Mekanisme phytodegradation sangat cocok diaplikasikan untuk menanggulangi
pencemar dari herbisida dan pencemar klorin.
Phytovolatilization
Merupakan suatu proses yang bekerja dibagian atas dari tumbuhan
(daun) melalui proses transpirasi. Pada mekanisme fitoremediasi lainnya,
menyebutkan bahwa zat tercemar yang terserap oleh tanaman fitoremediasi
akan dirombak oleh tanaman tersebut dan menghasilkan zat lain yang tidak
berbahaya. Hasil rombakan tersebut akan tertranspirasi kemudian menguap ke
atmosfer
SEJARAH FITOREMEDIASI

Ilya Raskin dari Universitas Rutgers menciptakan istilah fitoremediasi


dalam proposal hibah tahun 1991 untuk Program Superfund dari Badan
Perlindungan Lingkungan AS (EPA). Dia menggunakan hibah untuk
mengeksplorasi potensi tanaman untuk memurnikan tanah dan air yang
terkontaminasi logam berat Sejak itu, para ilmuwan terus mengembangkan
teknologi fitoremediasi, membujuk tanaman untuk mendetoksifikasi berbagai
polutan mulai dari timbal di area pertambangan yang ditinggalkan, hingga
pestisida di kebun tua, hingga hidrokarbon minyak bumi yang dihasilkan dari
kebocoran bensin.
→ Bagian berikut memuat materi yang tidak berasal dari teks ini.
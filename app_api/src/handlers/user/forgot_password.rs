use crate::result::result;
use crate::state::AppState;
use actix_web::{Responder, post, web};
use biz_service::biz_service::mail_template::reset_password_mail;
use biz_service::biz_service::user_service::UserStoreTrait;
use common::errors::AppError;
use serde::Deserialize;
use utoipa::ToSchema;
use validator::Validate;

pub fn configure(cfg: &mut web::ServiceConfig) {
    cfg.service(forgot_password);
}

#[derive(Debug, Deserialize, Validate, ToSchema)]
pub struct ForgotPasswordDto {
    #[validate(email)]
    pub email: String,
}

#[utoipa::path(
    post,
    path = "/forgot-password",
    summary = "发送密码重置邮件",
    tag = "用户管理",
    request_body = ForgotPasswordDto,
    responses(
        (status = 200, description = "受理结果")
    )
)]
#[post("/forgot-password")]
pub async fn forgot_password(
    dto: web::Json<ForgotPasswordDto>,
    state: web::Data<AppState>,
) -> Result<impl Responder, AppError> {
    dto.validate()?;
    // 地址未注册时同样返回成功，不向外暴露注册状态
    if let Some(user) = state.user_service.find_by_email(&dto.email).await? {
        let app_url = state.config.get_sys().app_url;
        state.mail_service.send(&reset_password_mail(&user.email, &app_url)).await.map_err(AppError::from)?;
    }
    Ok(web::Json(result()))
}
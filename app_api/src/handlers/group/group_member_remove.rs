use crate::result::result;
use crate::state::AppState;
use actix_web::{Responder, post, web};
use common::errors::AppError;
use serde::Deserialize;
use utoipa::ToSchema;

pub fn configure(cfg: &mut web::ServiceConfig) {
    cfg.service(group_member_remove);
}

#[derive(Debug, Deserialize, ToSchema)]
#[serde(rename_all = "camelCase")]
pub struct RemoveMemberDto {
    pub user_id: String,
    pub group_id: String,
}

#[utoipa::path(
    post,
    path = "/group/member/remove",
    summary = "把用户移出群组",
    tag = "群组管理",
    request_body = RemoveMemberDto,
    responses(
        (status = 200, description = "移除结果")
    )
)]
#[post("/group/member/remove")]
pub async fn group_member_remove(
    dto: web::Json<RemoveMemberDto>,
    state: web::Data<AppState>,
) -> Result<impl Responder, AppError> {
    state.group_service.remove_user_from_group(&dto.user_id, &dto.group_id).await?;
    Ok(web::Json(result()))
}
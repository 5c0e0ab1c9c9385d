use futures_util::stream::{self, StreamExt};
use serde::Serialize;
use std::future::Future;

/// 一次批量执行的汇总，恒有 succeeded + failed == total
#[derive(Debug, Clone, Copy, PartialEq, Eq, Default, Serialize)]
pub struct BatchSummary {
    pub total: usize,
    pub succeeded: usize,
    pub failed: usize,
}

/// 单个目标的执行结果，按输入顺序记录
#[derive(Debug)]
pub struct BatchOutcome<T, O, E> {
    pub target: T,
    pub result: Result<O, E>,
}

#[derive(Debug)]
pub struct BatchReport<T, O, E> {
    pub summary: BatchSummary,
    pub outcomes: Vec<BatchOutcome<T, O, E>>,
}

impl<T, O, E> BatchReport<T, O, E> {
    /// 失败明细（目标 + 错误），用于诊断留存
    pub fn failures(&self) -> impl Iterator<Item = (&T, &E)> {
        self.outcomes.iter().filter_map(|o| o.result.as_ref().err().map(|e| (&o.target, e)))
    }
}

/// 对每个目标执行一次 work，单个目标失败只记入该目标的结果，
/// 不中断其余目标。不做重试，每个目标恰好调用一次。
///
/// concurrency 为并发上限（1 = 串行）；buffered 按提交顺序产出，
/// 因此结果顺序与输入顺序一致，与完成先后无关。
pub async fn run_batch<T, O, E, F, Fut>(targets: Vec<T>, concurrency: usize, work: F) -> BatchReport<T, O, E>
where
    T: Clone,
    F: Fn(T) -> Fut,
    Fut: Future<Output = Result<O, E>>,
{
    let total = targets.len();
    let results: Vec<Result<O, E>> =
        stream::iter(targets.iter().cloned().map(|t| work(t))).buffered(concurrency.max(1)).collect().await;

    let mut summary = BatchSummary { total, succeeded: 0, failed: 0 };
    let outcomes = targets
        .into_iter()
        .zip(results)
        .map(|(target, result)| {
            match &result {
                Ok(_) => summary.succeeded += 1,
                Err(_) => summary.failed += 1,
            }
            BatchOutcome { target, result }
        })
        .collect();

    BatchReport { summary, outcomes }
}
use serde::{Deserialize, Serialize};
use utoipa::ToSchema;

#[derive(Debug, Clone, Serialize, Deserialize, Default, ToSchema)]
pub struct GroupEntity {
    pub id: String,                         // 群组唯一 ID
    pub name: String,                       // 群名称（展示给用户、拼进通知邮件）
    pub description: String,                // 群描述
    pub created_by: String,                 // 创建者用户 ID
    /// 成员用户 ID 列表
    pub members: Vec<String>,
    /// 成员数缓存，必须与 members 在同一语句内更新，禁止漂移
    pub member_count: i64,
    /// 创建时间（Unix 秒时间戳）
    pub create_time: i64,
    /// 最后更新时间（Unix 秒时间戳）
    pub update_time: i64,
}
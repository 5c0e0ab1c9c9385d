use hex::encode;
use md5::{Digest, Md5};
use uuid::Uuid;

pub fn build_uuid() -> String {
    let uuid = Uuid::new_v4().simple();
    format!("{}", uuid)
}

/// 带盐 MD5，用于存储口令摘要
pub fn build_md5_with_key(content: &str, key: &str) -> String {
    let mut hasher = Md5::new();
    hasher.update(content.as_bytes());
    hasher.update(key.as_bytes());
    let result = hasher.finalize();
    encode(result)
}

#[cfg(test)]
mod tests {
    use super::*;

    #[test]
    fn uuid_is_simple_format() {
        let id = build_uuid();
        assert_eq!(id.len(), 32);
        assert!(id.chars().all(|c| c.is_ascii_hexdigit()));
    }

    #[test]
    fn md5_depends_on_key() {
        let a = build_md5_with_key("secret", "k1");
        let b = build_md5_with_key("secret", "k2");
        assert_ne!(a, b);
        assert_eq!(a, build_md5_with_key("secret", "k1"));
    }
}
Selain itu, kemajuan dalam genomik, transkriptomik, dan
proteomik menjelaskan mekanisme genetik yang membuat beberapa tanaman
lebih siap untuk fitoremediasi daripada yang lain . Sementara itu, teknik
rekayasa genetika baru memungkinkan para ilmuwan untuk meningkatkan
kemampuan fitoremediasi dengan memasukkan transgen . Namun terlepas dari
keberhasilan akademis, contoh komersial seperti Edenfern relatif jarang.
Fitoremediasi masih berjuang untuk membuat lompatan dari lab ke lapangan.